Treatment and Prevention
There are no specific drugs to treat Ebola or Marburg hemorrhagic fevers. If hospitalized, ill people can be given supportive care such as intravenous fluids.
The molecular events that affect disease transmission and human response to Ebola and Marburg viruses are poorly understood. Researchers in NIAID’s Division of Intramural Research and Vaccine Research Center as well as NIAID-supported scientists at external institutions are studying all aspects of Ebola and Marburg viruses and how they cause disease. This includes seeking better ways to diagnose and treat Ebola and Marburg fevers, and using applied research to develop diagnostics, vaccines, and therapeutics.
Ebola Vaccine Research
The Vaccine Research Center (VRC) has developed an Ebola vaccine candidate in collaboration with Okairos, a Swiss-Italian biotech company recently acquired by GSK. The investigational vaccine, which was designed by VRC scientists, contains no infectious Ebola virus material. It is a chimpanzee adenovirus vector vaccine into which two Ebola genes have been inserted. This is a non-replicating viral vector, which means the vaccine enters a cell, delivers the gene inserts and does not replicate further. The gene inserts express a protein to which the body makes an immune response. The investigational vaccine has recently shown promise in a primate model. The VRC vaccine will enter into a phase 1 clinical trial, which could start enrollment as early as fall 2014, pending approval by the FDA. The VRC is also in discussions with governmental and non-governmental partners regarding options for advancing this candidate beyond Phase I clinical evaluation.

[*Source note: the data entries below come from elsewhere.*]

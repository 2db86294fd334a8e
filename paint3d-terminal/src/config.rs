/// TOML configuration for the terminal host
///
/// Every field has a default, so a missing file, section or key is valid:
///
/// ```toml
/// assets = ["assets/cube.obj", "assets/pyramid.obj"]
///
/// [render]
/// mode = "wireframe-culled"
/// target_fps = 30
///
/// [camera]
/// position = [0.0, 10.0, 35.0]
///
/// [input]
/// rotation_rate = 45.0
/// ```
use std::fmt;
use std::io;
use std::path::{Path, PathBuf};

use paint3d_core::math::normalise;
use paint3d_core::{Camera, RenderMode, RenderSettings, Vec3};
use serde::{Deserialize, Deserializer};

#[derive(Debug)]
pub enum ConfigError {
    Io { path: PathBuf, source: io::Error },
    Toml(toml::de::Error),
}

impl fmt::Display for ConfigError {
    fn fmt(&self, f: &mut fmt::Formatter<'_>) -> fmt::Result {
        match self {
            ConfigError::Io { path, source } => {
                write!(f, "failed to read config {}: {}", path.display(), source)
            }
            ConfigError::Toml(e) => write!(f, "invalid config: {}", e),
        }
    }
}

impl std::error::Error for ConfigError {
    fn source(&self) -> Option<&(dyn std::error::Error + 'static)> {
        match self {
            ConfigError::Io { source, .. } => Some(source),
            ConfigError::Toml(e) => Some(e),
        }
    }
}

impl From<toml::de::Error> for ConfigError {
    fn from(e: toml::de::Error) -> Self {
        ConfigError::Toml(e)
    }
}

#[derive(Debug, Clone, Default, PartialEq, Deserialize)]
#[serde(default, deny_unknown_fields)]
pub struct Config {
    pub render: RenderConfig,
    pub camera: CameraConfig,
    pub lighting: LightingConfig,
    pub input: InputConfig,
    /// Geometry files cycled with the next-asset key; empty shows the
    /// built-in cube
    pub assets: Vec<PathBuf>,
}

#[derive(Debug, Clone, PartialEq, Deserialize)]
#[serde(default, deny_unknown_fields)]
pub struct RenderConfig {
    #[serde(deserialize_with = "render_mode")]
    pub mode: RenderMode,
    pub target_fps: u32,
}

impl Default for RenderConfig {
    fn default() -> Self {
        Self {
            mode: RenderMode::default(),
            target_fps: 30,
        }
    }
}

#[derive(Debug, Clone, PartialEq, Deserialize)]
#[serde(default, deny_unknown_fields)]
pub struct CameraConfig {
    pub position: [f32; 3],
    /// Vertical field of view in degrees
    pub fov: f32,
    pub near: f32,
    pub far: f32,
}

impl Default for CameraConfig {
    fn default() -> Self {
        let camera = Camera::default();
        Self {
            position: camera.position.into(),
            fov: camera.fov,
            near: camera.near,
            far: camera.far,
        }
    }
}

#[derive(Debug, Clone, PartialEq, Deserialize)]
#[serde(default, deny_unknown_fields)]
pub struct LightingConfig {
    /// Direction the light travels in; normalised on use
    pub direction: [f32; 3],
    pub ambient_floor: f32,
}

impl Default for LightingConfig {
    fn default() -> Self {
        Self {
            direction: [-1.0, -1.0, -1.0],
            ambient_floor: RenderSettings::default().ambient_floor,
        }
    }
}

#[derive(Debug, Clone, PartialEq, Deserialize)]
#[serde(default, deny_unknown_fields)]
pub struct InputConfig {
    /// Degrees per second while a rotate key is held
    pub rotation_rate: f32,
    /// How long a rotate key counts as held after its last press or repeat
    pub hold_ms: u64,
}

impl Default for InputConfig {
    fn default() -> Self {
        Self {
            rotation_rate: 45.0,
            hold_ms: 550,
        }
    }
}

fn render_mode<'de, D: Deserializer<'de>>(deserializer: D) -> Result<RenderMode, D::Error> {
    let name = String::deserialize(deserializer)?;
    name.parse().map_err(serde::de::Error::custom)
}

impl Config {
    pub fn load_from_file<P: AsRef<Path>>(path: P) -> Result<Self, ConfigError> {
        let path = path.as_ref();
        let content = std::fs::read_to_string(path).map_err(|source| ConfigError::Io {
            path: path.to_path_buf(),
            source,
        })?;
        let config = Self::load_from_content(&content)?;
        log::info!("loaded config {}", path.display());
        Ok(config)
    }

    pub fn load_from_content(content: &str) -> Result<Self, ConfigError> {
        Ok(toml::from_str(content)?)
    }

    /// Camera for a surface of `width` x `height` pixels
    pub fn camera(&self, width: usize, height: usize) -> Camera {
        Camera {
            position: Vec3::from(self.camera.position),
            fov: self.camera.fov,
            near: self.camera.near,
            far: self.camera.far,
            ..Camera::new(width as u32, height as u32)
        }
    }

    pub fn render_settings(&self) -> RenderSettings {
        RenderSettings {
            light_direction: normalise(&Vec3::from(self.lighting.direction)),
            ambient_floor: self.lighting.ambient_floor,
            ..Default::default()
        }
    }
}

#[cfg(test)]
mod tests {
    use super::*;

    #[test]
    fn test_empty_config_uses_defaults() {
        let config = Config::load_from_content("").unwrap();
        assert_eq!(config, Config::default());
        assert_eq!(config.render.mode, RenderMode::SolidShaded);
        assert_eq!(config.render.target_fps, 30);
        assert_eq!(config.camera.position, [0.0, 10.0, 35.0]);
        assert_eq!(config.input.rotation_rate, 45.0);
        assert!(config.assets.is_empty());
    }

    #[test]
    fn test_full_config() {
        let config = Config::load_from_content(
            r#"
            assets = ["a.obj", "b/c.obj"]

            [render]
            mode = "wireframe-culled"
            target_fps = 60

            [camera]
            position = [1.0, 2.0, 3.0]
            fov = 60.0
            near = 0.5
            far = 50.0

            [lighting]
            direction = [0.0, -2.0, 0.0]
            ambient_floor = 0.1

            [input]
            rotation_rate = 90.0
            hold_ms = 200
            "#,
        )
        .unwrap();

        assert_eq!(config.render.mode, RenderMode::WireframeCulled);
        assert_eq!(config.render.target_fps, 60);
        assert_eq!(config.assets, vec![PathBuf::from("a.obj"), PathBuf::from("b/c.obj")]);
        assert_eq!(config.input.hold_ms, 200);

        let camera = config.camera(200, 100);
        assert_eq!(camera.position, Vec3::new(1.0, 2.0, 3.0));
        assert_eq!(camera.fov, 60.0);
        assert!((camera.aspect - 2.0).abs() < 1e-6);

        let settings = config.render_settings();
        assert_eq!(settings.light_direction, Vec3::new(0.0, -1.0, 0.0));
        assert_eq!(settings.ambient_floor, 0.1);
    }

    #[test]
    fn test_partial_section_keeps_other_defaults() {
        let config = Config::load_from_content("[camera]\nfov = 45.0\n").unwrap();
        assert_eq!(config.camera.fov, 45.0);
        assert_eq!(config.camera.far, 100.0);
        assert_eq!(config.render, RenderConfig::default());
    }

    #[test]
    fn test_invalid_values_are_rejected() {
        let err = Config::load_from_content("[render]\nmode = \"flat\"\n").unwrap_err();
        assert!(err.to_string().contains("unknown render mode"));

        assert!(Config::load_from_content("[render]\nfps = 30\n").is_err());
        assert!(Config::load_from_content("[camera]\nposition = [1.0, 2.0]\n").is_err());
    }

    #[test]
    fn test_missing_file() {
        let err = Config::load_from_file("/definitely/not/here.toml").unwrap_err();
        assert!(matches!(err, ConfigError::Io { .. }));
        assert!(err.to_string().contains("here.toml"));
    }
}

Additionally, NIAID’s Division of Microbiology and Infectious Diseases is supporting the Crucell biopharmaceutical company’s development of a multivalent Ebola/Marburg vaccine using recombinant adenovirus vector platforms. A Phase I clinical trial is planned for late 2015 or early 2016. NIAID is also funding Profectus Biosciences to develop and test a recombinant vesicular stomatitis virus vectored vaccine against Ebolavirus. The vaccine is currently in preclinical testing to determine the most promising constructs.
Investigators from NIAID’s Division of Intramural Research and Thomas Jefferson University are collaborating to develop a candidate Ebola vaccine based on the established rabies virus vaccine that has demonstrated protection against rabies and Ebola infection in animals. This research team is pursuing an inactivated version of this vaccine for human and veterinary use and a live vaccine for use in wildlife in Africa to help prevent the transmission of Ebolavirus from animals to humans.
Ebola Therapeutics Research
NIAID is supporting a number of projects designed to develop Ebola treatments. For example, NIAID supported Mapp Biopharmaceutical, Inc., in its development of a monoclonal antibody “cocktail” called MB-2003, which prevents Ebolavirus infection in mice and non-human primates when administered as post-exposure prophylaxis within one to two days of Ebolavirus infection. Additionally, NIAID currently is funding development of an optimized anti-Ebola monoclonal antibody product, zMapp, which has superior efficacy compared to earlier cocktails. The zMapp, which is partially derived from MB-2003, is a cocktail of three antibodies against Ebola.
In addition, NIAID is funding BioCryst Pharmaceuticals to develop and test BCX4430, a novel nucleoside with broad spectrum antiviral activity including against Ebolavirus. To date, BCX4430 has shown efficacy in animal infection models for Ebola and Marburg viruses. A Phase I trial is expected to begin in late 2014 or early 2015. NIAID also is supporting other monoclonal antibody-based broadly-protective filovirus immunotherapeutics.
Ebola Diagnostics Research
NIAID is also supporting the development of improved diagnostics for Ebolavirus infection. For example, NIAID is funding a Lassa fever recombinant antigen diagnostic that could be modified to detect Ebolavirus infection. NIAID also is supporting development of multiplex diagnostics, microfluidics-based diagnostics and optofluidic-based diagnostics for Ebola.